Перовская сообщила мне, что привезла письмо от Желябова или Колодкевича к рабочему Василию, который может принять участие в предпринимаемом покушении, и что она желает видеть его. Этот Василий был Меркулов, выдавший потом в Одессе всех известных ему рабочих и члена группы Сведенцева, на суде по «процессу 20-ти»70 обличавший своих бывших товарищей и, наконец, 10 февраля 1883 года поймавший меня на улице в Харькове, куда этот предатель, будто бы сосланный в Сибирь на каторгу, был отправлен специально для ловли меня. Я познакомилась с этим негодяем до приезда Перовской, когда вздумала учиться у него искусству резьбы на камне. Так как я слышала о нем еще осенью от Колодкевича как о парне в высшей степени честном и хорошем и знала, что он помогал кое-чем в приготовлениях в Гнилякове, то не задумалась сообщить ему адрес моей квартиры на Ямской, куда он должен был приходить учить меня резьбе. Свести Перовскую с ним ничего не стоило, и через несколько дней они свиделись.

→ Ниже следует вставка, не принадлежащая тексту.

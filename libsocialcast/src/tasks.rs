//! Tracking for fire-and-forget dispatch tasks
//!
//! The scanner never awaits the work it launches, but the daemon still has
//! to know what is in flight when it shuts down.

use std::future::Future;
use std::sync::{Arc, Mutex, MutexGuard};
use std::time::Duration;

use tokio::task::JoinSet;

#[derive(Debug, Clone, Copy, Default, PartialEq, Eq)]
pub struct DrainSummary {
    pub completed: usize,
    pub aborted: usize,
}

#[derive(Clone, Default)]
pub struct TaskTracker {
    tasks: Arc<Mutex<JoinSet<()>>>,
}

impl TaskTracker {
    pub fn new() -> Self {
        Self::default()
    }

    fn lock(&self) -> MutexGuard<'_, JoinSet<()>> {
        match self.tasks.lock() {
            Ok(guard) => guard,
            Err(poisoned) => poisoned.into_inner(),
        }
    }

    pub fn spawn<F>(&self, task: F)
    where
        F: Future<Output = ()> + Send + 'static,
    {
        self.lock().spawn(task);
    }

    /// Collect finished tasks without waiting; returns how many were reaped
    pub fn reap(&self) -> usize {
        let mut tasks = self.lock();
        let mut reaped = 0;
        while let Some(result) = tasks.try_join_next() {
            if let Err(e) = result {
                if e.is_panic() {
                    tracing::error!(error = %e, "Dispatch task panicked");
                }
            }
            reaped += 1;
        }
        reaped
    }

    pub fn len(&self) -> usize {
        self.lock().len()
    }

    pub fn is_empty(&self) -> bool {
        self.len() == 0
    }

    /// Wait for in-flight tasks, aborting whatever is left after `grace`.
    ///
    /// `None` waits without limit. Tasks spawned while draining are left
    /// to the next drain.
    pub async fn drain(&self, grace: Option<Duration>) -> DrainSummary {
        let mut tasks = std::mem::take(&mut *self.lock());
        let mut completed = 0;

        let finished = {
            let join_all = async {
                while tasks.join_next().await.is_some() {
                    completed += 1;
                }
            };
            match grace {
                None => {
                    join_all.await;
                    true
                }
                Some(grace) => tokio::time::timeout(grace, join_all).await.is_ok(),
            }
        };

        let mut summary = DrainSummary {
            completed,
            aborted: 0,
        };
        if !finished {
            summary.aborted = tasks.len();
            tracing::warn!(
                remaining = summary.aborted,
                "Shutdown grace period elapsed, aborting dispatch tasks"
            );
            tasks.abort_all();
            while tasks.join_next().await.is_some() {}
        }

        summary
    }
}
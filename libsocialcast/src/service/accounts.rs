//! Platform accounts and their chatbot rules

use std::sync::Arc;

use crate::clock::Clock;
use crate::db::Database;
use crate::error::{Result, SocialcastError};
use crate::session::SessionRegistry;
use crate::types::{ChatbotRule, PlatformAccount, PlatformKind};

#[derive(Clone)]
pub struct AccountService {
    db: Database,
    registry: SessionRegistry,
    clock: Arc<dyn Clock>,
}

impl AccountService {
    pub fn new(db: Database, registry: SessionRegistry, clock: Arc<dyn Clock>) -> Self {
        Self {
            db,
            registry,
            clock,
        }
    }

    /// Store a new account; it stays `disconnected` until a session opens
    pub async fn register(
        &self,
        user_id: &str,
        platform: PlatformKind,
        display_name: &str,
        credentials: Option<String>,
    ) -> Result<PlatformAccount> {
        if display_name.trim().is_empty() {
            return Err(SocialcastError::InvalidInput(
                "Account name cannot be empty".to_string(),
            ));
        }

        let account = PlatformAccount::new(
            user_id.to_string(),
            platform,
            display_name.trim().to_string(),
            credentials,
            self.clock.now(),
        );
        self.db.create_account(&account).await?;
        tracing::info!(account_id = %account.id, platform = %platform, "Registered account");
        Ok(account)
    }

    pub async fn get(&self, account_id: &str) -> Result<PlatformAccount> {
        self.db
            .get_account(account_id)
            .await?
            .ok_or_else(|| SocialcastError::NotFound(format!("account {}", account_id)))
    }

    pub async fn list(&self, user_id: Option<&str>) -> Result<Vec<PlatformAccount>> {
        self.db.list_accounts(user_id).await
    }

    /// Close the account's live session, if any, and mark it disconnected
    pub async fn disconnect(&self, account_id: &str) -> Result<bool> {
        self.get(account_id).await?;
        self.registry.disconnect(account_id).await
    }

    pub async fn add_chatbot_rule(
        &self,
        account_id: &str,
        keyword: &str,
        response_text: &str,
    ) -> Result<ChatbotRule> {
        self.get(account_id).await?;
        if keyword.trim().is_empty() || response_text.trim().is_empty() {
            return Err(SocialcastError::InvalidInput(
                "Chatbot rules need a keyword and a response".to_string(),
            ));
        }

        let rule = ChatbotRule::new(
            account_id.to_string(),
            keyword,
            response_text.to_string(),
            self.clock.now(),
        );
        self.db.create_rule(&rule).await?;
        Ok(rule)
    }

    pub async fn rules(&self, account_id: &str) -> Result<Vec<ChatbotRule>> {
        self.db.rules_for_account(account_id, false).await
    }

    pub async fn set_rule_enabled(&self, rule_id: &str, enabled: bool) -> Result<()> {
        if self.db.set_rule_enabled(rule_id, enabled).await? {
            Ok(())
        } else {
            Err(SocialcastError::NotFound(format!("chatbot rule {}", rule_id)))
        }
    }
}
//! HTTP platform clients against a mock server

use libsocialcast::error::PlatformError;
use libsocialcast::platforms::telegram::TelegramClient;
use libsocialcast::platforms::whatsapp::WhatsAppCloudClient;
use libsocialcast::platforms::{Connection, MediaFile, MediaKind, PlatformClient, SessionEvent};
use libsocialcast::{PlatformAccount, PlatformKind, SocialcastError};
use serde_json::json;
use tempfile::TempDir;
use tokio::sync::mpsc;
use wiremock::matchers::{body_partial_json, header, method, path};
use wiremock::{Mock, MockServer, ResponseTemplate};

fn account(platform: PlatformKind, credentials: serde_json::Value) -> PlatformAccount {
    PlatformAccount::new(
        "user-1".to_string(),
        platform,
        "test".to_string(),
        Some(credentials.to_string()),
        0,
    )
}

async fn mount_get_me(server: &MockServer) {
    Mock::given(method("GET"))
        .and(path("/botTOKEN/getMe"))
        .respond_with(ResponseTemplate::new(200).set_body_json(json!({
            "ok": true,
            "result": { "id": 42, "is_bot": true, "username": "shop_bot" }
        })))
        .mount(server)
        .await;
}

#[tokio::test]
async fn test_telegram_connect_and_send_text() {
    let server = MockServer::start().await;
    mount_get_me(&server).await;
    Mock::given(method("POST"))
        .and(path("/botTOKEN/sendMessage"))
        .and(body_partial_json(json!({
            "chat_id": "-1001",
            "text": "<b>Sale</b> today",
            "parse_mode": "HTML"
        })))
        .respond_with(ResponseTemplate::new(200).set_body_json(json!({
            "ok": true,
            "result": { "message_id": 7 }
        })))
        .expect(1)
        .mount(&server)
        .await;

    let client = TelegramClient::new(&server.uri()).unwrap();
    let (tx, mut rx) = mpsc::unbounded_channel();
    let connection = client
        .connect(
            &account(PlatformKind::Telegram, json!({ "bot_token": "TOKEN" })),
            tx,
        )
        .await
        .unwrap();
    assert_eq!(rx.recv().await, Some(SessionEvent::Ready));

    connection
        .send_text("-1001", "<b>Sale</b> today")
        .await
        .unwrap();
}

#[tokio::test]
async fn test_telegram_rejected_token_is_auth_error() {
    let server = MockServer::start().await;
    Mock::given(method("GET"))
        .and(path("/botBAD/getMe"))
        .respond_with(ResponseTemplate::new(401).set_body_json(json!({
            "ok": false,
            "error_code": 401,
            "description": "Unauthorized"
        })))
        .mount(&server)
        .await;

    let client = TelegramClient::new(&server.uri()).unwrap();
    let (tx, _rx) = mpsc::unbounded_channel();
    let err = client
        .connect(&account(PlatformKind::Telegram, json!({ "bot_token": "BAD" })), tx)
        .await
        .err()
        .unwrap();

    assert!(matches!(
        err,
        SocialcastError::Platform(PlatformError::Authentication(_))
    ));
}

#[tokio::test]
async fn test_telegram_send_error_carries_description() {
    let server = MockServer::start().await;
    mount_get_me(&server).await;
    Mock::given(method("POST"))
        .and(path("/botTOKEN/sendMessage"))
        .respond_with(ResponseTemplate::new(400).set_body_json(json!({
            "ok": false,
            "error_code": 400,
            "description": "Bad Request: chat not found"
        })))
        .mount(&server)
        .await;

    let client = TelegramClient::new(&server.uri()).unwrap();
    let (tx, _rx) = mpsc::unbounded_channel();
    let connection = client
        .connect(
            &account(PlatformKind::Telegram, json!({ "bot_token": "TOKEN" })),
            tx,
        )
        .await
        .unwrap();

    let err = connection.send_text("nope", "hello").await.unwrap_err();
    match err {
        SocialcastError::Platform(PlatformError::Send(msg)) => {
            assert!(msg.contains("chat not found"))
        }
        other => panic!("unexpected error {:?}", other),
    }
}

#[tokio::test]
async fn test_telegram_send_photo_uploads_file() {
    let server = MockServer::start().await;
    mount_get_me(&server).await;
    Mock::given(method("POST"))
        .and(path("/botTOKEN/sendPhoto"))
        .respond_with(ResponseTemplate::new(200).set_body_json(json!({
            "ok": true,
            "result": { "message_id": 8 }
        })))
        .expect(1)
        .mount(&server)
        .await;

    let dir = TempDir::new().unwrap();
    let file = dir.path().join("flyer.jpg");
    std::fs::write(&file, b"\xff\xd8\xff").unwrap();

    let client = TelegramClient::new(&server.uri()).unwrap();
    let (tx, _rx) = mpsc::unbounded_channel();
    let connection = client
        .connect(
            &account(PlatformKind::Telegram, json!({ "bot_token": "TOKEN" })),
            tx,
        )
        .await
        .unwrap();

    connection
        .send_media(
            "-1001",
            &MediaFile {
                path: file,
                kind: MediaKind::Image,
            },
            "New flyer",
        )
        .await
        .unwrap();
}

#[tokio::test]
async fn test_telegram_missing_media_file_is_validation_error() {
    let server = MockServer::start().await;
    mount_get_me(&server).await;

    let client = TelegramClient::new(&server.uri()).unwrap();
    let (tx, _rx) = mpsc::unbounded_channel();
    let connection = client
        .connect(
            &account(PlatformKind::Telegram, json!({ "bot_token": "TOKEN" })),
            tx,
        )
        .await
        .unwrap();

    let err = connection
        .send_media(
            "-1001",
            &MediaFile {
                path: "/nonexistent/clip.mp4".into(),
                kind: MediaKind::Video,
            },
            "",
        )
        .await
        .unwrap_err();
    assert!(matches!(
        err,
        SocialcastError::Platform(PlatformError::Validation(_))
    ));
}

#[tokio::test]
async fn test_whatsapp_connect_and_send_text() {
    let server = MockServer::start().await;
    Mock::given(method("GET"))
        .and(path("/PHONE1"))
        .and(header("authorization", "Bearer SECRET"))
        .respond_with(ResponseTemplate::new(200).set_body_json(json!({
            "id": "PHONE1",
            "display_phone_number": "+1 555 0100"
        })))
        .mount(&server)
        .await;
    Mock::given(method("POST"))
        .and(path("/PHONE1/messages"))
        .and(header("authorization", "Bearer SECRET"))
        .and(body_partial_json(json!({
            "messaging_product": "whatsapp",
            "to": "15550002",
            "type": "text",
            "text": { "body": "Spring sale" }
        })))
        .respond_with(ResponseTemplate::new(200).set_body_json(json!({
            "messages": [{ "id": "wamid.1" }]
        })))
        .expect(1)
        .mount(&server)
        .await;

    let client = WhatsAppCloudClient::new(&server.uri()).unwrap();
    let (tx, mut rx) = mpsc::unbounded_channel();
    let connection = client
        .connect(
            &account(
                PlatformKind::WhatsApp,
                json!({ "phone_number_id": "PHONE1", "access_token": "SECRET" }),
            ),
            tx,
        )
        .await
        .unwrap();
    assert_eq!(rx.recv().await, Some(SessionEvent::Ready));

    connection
        .send_text("+15550002@c.us", "Spring sale")
        .await
        .unwrap();
}

#[tokio::test]
async fn test_whatsapp_rate_limit() {
    let server = MockServer::start().await;
    Mock::given(method("GET"))
        .and(path("/PHONE1"))
        .respond_with(ResponseTemplate::new(200).set_body_json(json!({ "id": "PHONE1" })))
        .mount(&server)
        .await;
    Mock::given(method("POST"))
        .and(path("/PHONE1/messages"))
        .respond_with(ResponseTemplate::new(429).set_body_string("too many"))
        .mount(&server)
        .await;

    let client = WhatsAppCloudClient::new(&server.uri()).unwrap();
    let (tx, _rx) = mpsc::unbounded_channel();
    let connection = client
        .connect(
            &account(
                PlatformKind::WhatsApp,
                json!({ "phone_number_id": "PHONE1", "access_token": "SECRET" }),
            ),
            tx,
        )
        .await
        .unwrap();

    let err = connection.send_text("15550002", "hi").await.unwrap_err();
    assert!(matches!(
        err,
        SocialcastError::Platform(PlatformError::RateLimit(_))
    ));
}

#[tokio::test]
async fn test_whatsapp_unknown_phone_id_is_auth_error() {
    let server = MockServer::start().await;
    Mock::given(method("GET"))
        .and(path("/MISSING"))
        .respond_with(ResponseTemplate::new(404).set_body_json(json!({
            "error": { "message": "Unsupported get request" }
        })))
        .mount(&server)
        .await;

    let client = WhatsAppCloudClient::new(&server.uri()).unwrap();
    let (tx, _rx) = mpsc::unbounded_channel();
    let err = client
        .connect(
            &account(
                PlatformKind::WhatsApp,
                json!({ "phone_number_id": "MISSING", "access_token": "SECRET" }),
            ),
            tx,
        )
        .await
        .err()
        .unwrap();

    assert!(matches!(
        err,
        SocialcastError::Platform(PlatformError::Authentication(_))
    ));
}
//! Configuration management for Socialcast

use serde::{Deserialize, Serialize};
use std::path::{Path, PathBuf};
use std::time::Duration;

use crate::error::{ConfigError, Result};
use crate::types::DelayRange;

pub const CONFIG_ENV: &str = "SOCIALCAST_CONFIG";
pub const DB_PATH_ENV: &str = "SOCIALCAST_DB_PATH";

#[derive(Debug, Clone, Serialize, Deserialize)]
pub struct Config {
    pub database: DatabaseConfig,
    #[serde(default)]
    pub scheduler: SchedulerConfig,
    #[serde(default)]
    pub campaigns: CampaignDefaults,
    #[serde(default)]
    pub media: MediaConfig,
    pub telegram: Option<TelegramConfig>,
    pub whatsapp: Option<WhatsAppConfig>,
}

#[derive(Debug, Clone, Serialize, Deserialize)]
pub struct DatabaseConfig {
    pub path: String,
}

/// Scanner timing, all values in seconds
#[derive(Debug, Clone, Serialize, Deserialize)]
#[serde(default)]
pub struct SchedulerConfig {
    pub campaign_interval: u64,
    pub post_interval: u64,
    /// Pause before the startup session restoration sweep
    pub restore_delay: u64,
    /// How long shutdown waits for in-flight dispatches before aborting them
    pub shutdown_grace: u64,
}

impl Default for SchedulerConfig {
    fn default() -> Self {
        Self {
            campaign_interval: 60,
            post_interval: 60,
            restore_delay: 2,
            shutdown_grace: 30,
        }
    }
}

impl SchedulerConfig {
    pub fn campaign_interval(&self) -> Duration {
        Duration::from_secs(self.campaign_interval)
    }

    pub fn post_interval(&self) -> Duration {
        Duration::from_secs(self.post_interval)
    }

    pub fn restore_delay(&self) -> Duration {
        Duration::from_secs(self.restore_delay)
    }

    pub fn shutdown_grace(&self) -> Duration {
        Duration::from_secs(self.shutdown_grace)
    }
}

/// Delay range applied to campaigns created without one
#[derive(Debug, Clone, Serialize, Deserialize)]
#[serde(default)]
pub struct CampaignDefaults {
    pub delay_min: u64,
    pub delay_max: u64,
}

impl Default for CampaignDefaults {
    fn default() -> Self {
        Self {
            delay_min: DelayRange::DEFAULT_MIN,
            delay_max: DelayRange::DEFAULT_MAX,
        }
    }
}

impl CampaignDefaults {
    pub fn delay_range(&self) -> DelayRange {
        DelayRange {
            min: self.delay_min,
            max: self.delay_max,
        }
    }
}

#[derive(Debug, Clone, Default, Serialize, Deserialize)]
#[serde(default)]
pub struct MediaConfig {
    /// Root for relative media paths; the working directory when unset
    pub base_dir: Option<String>,
}

impl MediaConfig {
    pub fn base_dir(&self) -> PathBuf {
        match &self.base_dir {
            Some(dir) => PathBuf::from(shellexpand::tilde(dir).to_string()),
            None => std::env::current_dir().unwrap_or_else(|_| PathBuf::from(".")),
        }
    }
}

#[derive(Debug, Clone, Serialize, Deserialize)]
pub struct TelegramConfig {
    #[serde(default = "default_true")]
    pub enabled: bool,
    #[serde(default = "default_telegram_api")]
    pub api_base: String,
}

#[derive(Debug, Clone, Serialize, Deserialize)]
pub struct WhatsAppConfig {
    #[serde(default = "default_true")]
    pub enabled: bool,
    #[serde(default = "default_whatsapp_api")]
    pub api_base: String,
}

fn default_true() -> bool {
    true
}

fn default_telegram_api() -> String {
    "https://api.telegram.org".to_string()
}

fn default_whatsapp_api() -> String {
    "https://graph.facebook.com/v19.0".to_string()
}

impl Config {
    /// Load configuration from the default location
    pub fn load() -> Result<Self> {
        let config_path = resolve_config_path()?;
        Self::load_from_path(&config_path)
    }

    /// Load and validate configuration from a specific path.
    ///
    /// `SOCIALCAST_DB_PATH` replaces `database.path` when set.
    pub fn load_from_path(path: &Path) -> Result<Self> {
        let content = std::fs::read_to_string(path).map_err(ConfigError::ReadError)?;
        let mut config = Self::from_toml(&content)?;

        if let Ok(db_path) = std::env::var(DB_PATH_ENV) {
            config.database.path = db_path;
        }

        Ok(config)
    }

    pub fn from_toml(content: &str) -> Result<Self> {
        let config: Config = toml::from_str(content).map_err(ConfigError::ParseError)?;
        config.validate()?;
        Ok(config)
    }

    pub fn validate(&self) -> Result<()> {
        if self.database.path.trim().is_empty() {
            return Err(ConfigError::MissingField("database.path".to_string()).into());
        }

        if self.campaigns.delay_min > self.campaigns.delay_max {
            return Err(ConfigError::InvalidValue {
                field: "campaigns.delay_min".to_string(),
                reason: format!(
                    "{} must not exceed delay_max ({})",
                    self.campaigns.delay_min, self.campaigns.delay_max
                ),
            }
            .into());
        }

        for (field, value) in [
            ("scheduler.campaign_interval", self.scheduler.campaign_interval),
            ("scheduler.post_interval", self.scheduler.post_interval),
        ] {
            if value == 0 {
                return Err(ConfigError::InvalidValue {
                    field: field.to_string(),
                    reason: "must be at least 1 second".to_string(),
                }
                .into());
            }
        }

        Ok(())
    }

    /// Database path with `~` expanded
    pub fn db_path(&self) -> PathBuf {
        PathBuf::from(shellexpand::tilde(&self.database.path).to_string())
    }

    pub fn default_config() -> Self {
        Self {
            database: DatabaseConfig {
                path: "~/.local/share/socialcast/socialcast.db".to_string(),
            },
            scheduler: SchedulerConfig::default(),
            campaigns: CampaignDefaults::default(),
            media: MediaConfig::default(),
            telegram: Some(TelegramConfig {
                enabled: true,
                api_base: default_telegram_api(),
            }),
            whatsapp: Some(WhatsAppConfig {
                enabled: true,
                api_base: default_whatsapp_api(),
            }),
        }
    }
}

/// Resolve the configuration file path following the XDG Base Directory layout
pub fn resolve_config_path() -> Result<PathBuf> {
    if let Ok(path) = std::env::var(CONFIG_ENV) {
        return Ok(PathBuf::from(shellexpand::tilde(&path).to_string()));
    }

    let config_dir = dirs::config_dir()
        .ok_or_else(|| ConfigError::MissingField("config directory".to_string()))?;

    Ok(config_dir.join("socialcast").join("config.toml"))
}
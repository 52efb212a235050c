//! social-send - Background daemon for campaigns and scheduled posts
//!
//! Restores live sessions for connected accounts, then scans the store for
//! due campaigns and posts until told to stop.

use std::path::PathBuf;

use clap::Parser;
use libsocialcast::logging::{LogFormat, LoggingConfig};
use libsocialcast::service::{ServiceDeps, SocialcastService};
use libsocialcast::{Config, SocialcastError};
use tokio::sync::watch;
use tracing::{error, info, warn};

#[derive(Parser, Debug)]
#[command(name = "social-send")]
#[command(version)]
#[command(about = "Background daemon that dispatches due campaigns and scheduled posts")]
#[command(long_about = "\
social-send - Background daemon for campaigns and scheduled posts

DESCRIPTION:
    social-send is a long-running daemon. On startup it reconnects every
    account that was connected when it last ran, then scans the store on
    two timers: one for scheduled campaigns, one for scheduled posts.

    Every due campaign is sent target by target with a random pause
    between messages. Every due post is published once; failures are
    recorded on the post and are not retried automatically.

USAGE:
    # Run in foreground (logs to stderr)
    social-send

    # JSON logs for a log collector
    social-send --log-format json

    # One scan of both queues, wait for the work, exit
    social-send --once

SIGNALS:
    SIGTERM, SIGINT - Stop scanning, wait for in-flight work up to
                      scheduler.shutdown_grace seconds, then exit

CONFIGURATION:
    Configuration file: ~/.config/socialcast/config.toml
    Override with --config or SOCIALCAST_CONFIG.

    [scheduler]
    campaign_interval = 60  # seconds between campaign scans
    post_interval = 60      # seconds between post scans
    restore_delay = 2       # seconds before reconnecting accounts
    shutdown_grace = 30     # seconds to wait for in-flight work

EXIT CODES:
    0 - Clean shutdown
    1 - Runtime or configuration error
")]
struct Cli {
    /// Configuration file
    #[arg(short, long, env = "SOCIALCAST_CONFIG", value_name = "PATH")]
    config: Option<PathBuf>,

    /// Scan once, wait for the launched work, and exit
    #[arg(long)]
    once: bool,

    /// Enable verbose logging
    #[arg(short, long)]
    verbose: bool,

    /// Log output format: text, json, pretty
    #[arg(long, env = "SOCIALCAST_LOG_FORMAT", default_value = "text")]
    log_format: LogFormat,

    /// Log level when RUST_LOG is unset
    #[arg(long, env = "SOCIALCAST_LOG_LEVEL", default_value = "info")]
    log_level: String,
}

#[tokio::main]
async fn main() {
    let cli = Cli::parse();
    LoggingConfig::new(cli.log_format, cli.log_level.clone(), cli.verbose).init();

    if let Err(e) = run(cli).await {
        error!(error = %e, "social-send failed");
        eprintln!("Error: {:#}", e);
        let code = e
            .downcast_ref::<SocialcastError>()
            .map(SocialcastError::exit_code)
            .unwrap_or(1);
        std::process::exit(code);
    }
}

async fn run(cli: Cli) -> anyhow::Result<()> {
    let config = match &cli.config {
        Some(path) => Config::load_from_path(path)?,
        None => Config::load()?,
    };
    let deps = ServiceDeps::from_config(&config)?;
    let service = SocialcastService::from_config(config, deps).await?;

    info!(
        version = env!("CARGO_PKG_VERSION"),
        once = cli.once,
        "social-send starting"
    );

    if cli.once {
        run_once(&service).await;
    } else {
        run_daemon(&service).await?;
    }

    service.registry().shutdown().await;
    info!("social-send stopped");
    Ok(())
}

async fn run_once(service: &SocialcastService) {
    let scanner = service.scanner();
    match scanner.scan_campaigns().await {
        Ok(n) => info!(launched = n, "Campaign scan complete"),
        Err(e) => error!(error = %e, "Campaign scan failed"),
    }
    match scanner.scan_posts().await {
        Ok(n) => info!(launched = n, "Post scan complete"),
        Err(e) => error!(error = %e, "Post scan failed"),
    }

    let summary = service.tracker().drain(None).await;
    info!(completed = summary.completed, "Launched work finished");
}

async fn run_daemon(service: &SocialcastService) -> anyhow::Result<()> {
    let (shutdown_tx, shutdown_rx) = watch::channel(false);
    setup_signal_handlers(shutdown_tx)?;

    let restore_delay = service.config().scheduler.restore_delay();
    let registry = service.registry().clone();
    let mut restore_shutdown = shutdown_rx.clone();
    service.tracker().spawn(async move {
        tokio::select! {
            _ = tokio::time::sleep(restore_delay) => {}
            _ = restore_shutdown.changed() => return,
        }
        match registry.restore_connected().await {
            Ok(summary) => info!(
                restored = summary.restored,
                failed = summary.failed,
                "Session restoration finished"
            ),
            Err(e) => error!(error = %e, "Session restoration failed"),
        }
    });

    service.scanner().run(shutdown_rx).await;

    let grace = service.config().scheduler.shutdown_grace();
    info!(
        in_flight = service.tracker().len(),
        grace_secs = grace.as_secs(),
        "Waiting for in-flight work"
    );
    let summary = service.tracker().drain(Some(grace)).await;
    if summary.aborted > 0 {
        warn!(
            aborted = summary.aborted,
            "In-flight work abandoned; interrupted campaigns stay running"
        );
    }
    Ok(())
}

/// Flip `shutdown` on the first SIGINT or SIGTERM
#[cfg(unix)]
fn setup_signal_handlers(shutdown: watch::Sender<bool>) -> anyhow::Result<()> {
    use anyhow::Context;
    use futures::stream::StreamExt;
    use signal_hook::consts::{SIGINT, SIGTERM};
    use signal_hook_tokio::Signals;

    let mut signals =
        Signals::new([SIGINT, SIGTERM]).context("failed to install signal handlers")?;

    tokio::spawn(async move {
        if let Some(signal) = signals.next().await {
            info!(signal, "Received shutdown signal, stopping gracefully");
            let _ = shutdown.send(true);
        }
    });

    Ok(())
}

#[cfg(not(unix))]
fn setup_signal_handlers(shutdown: watch::Sender<bool>) -> anyhow::Result<()> {
    tokio::spawn(async move {
        if tokio::signal::ctrl_c().await.is_ok() {
            info!("Received Ctrl-C, stopping gracefully");
            let _ = shutdown.send(true);
        }
    });
    Ok(())
}
//! Time source for due-ness checks and timestamps

use std::sync::atomic::{AtomicI64, Ordering};

/// Wall clock in Unix seconds
pub trait Clock: Send + Sync {
    fn now(&self) -> i64;
}

#[derive(Debug, Default, Clone, Copy)]
pub struct SystemClock;

impl Clock for SystemClock {
    fn now(&self) -> i64 {
        chrono::Utc::now().timestamp()
    }
}

/// Clock that only moves when told to
#[derive(Debug, Default)]
pub struct ManualClock {
    now: AtomicI64,
}

impl ManualClock {
    pub fn new(start: i64) -> Self {
        Self {
            now: AtomicI64::new(start),
        }
    }

    pub fn set(&self, now: i64) {
        self.now.store(now, Ordering::SeqCst);
    }

    pub fn advance(&self, secs: i64) {
        self.now.fetch_add(secs, Ordering::SeqCst);
    }
}

impl Clock for ManualClock {
    fn now(&self) -> i64 {
        self.now.load(Ordering::SeqCst)
    }
}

Саблин и Перовская явились уже с готовым планом относительно покушения: они должны были выбрать улицу, которая имела наибольше шансов на проезд государя от вокзала к пароходной пристани; на этой улице они должны были в качестве мужа и жены снять лавочку и завести торговлю; из лавочки предполагалось провести мину под мостовую улицы. Словом, это был проект, осуществленный потом на Малой Садовой в Петербурге. Технической стороной должен был руководить Григорий Исаев, вскоре приехавший вместе с Якимовой.
Перовская не привезла с собой денег; она должна была вместе со всеми нами составить смету расходов и представить ее в Комитет, который выслал бы требуемую сумму. Мы рассчитывали, что потребуется не менее 1000 рублей. Я предложила известить Комитет, что деньги не нужны, так как я берусь доставить средства, требуемые для выполнения покушения. Действительно, я передала Перовской в разное время около 900 рублей, которые пошли на плату за помещение, покупку бакалейного товара, бурава, на содержание всех участников и последующий разъезд их.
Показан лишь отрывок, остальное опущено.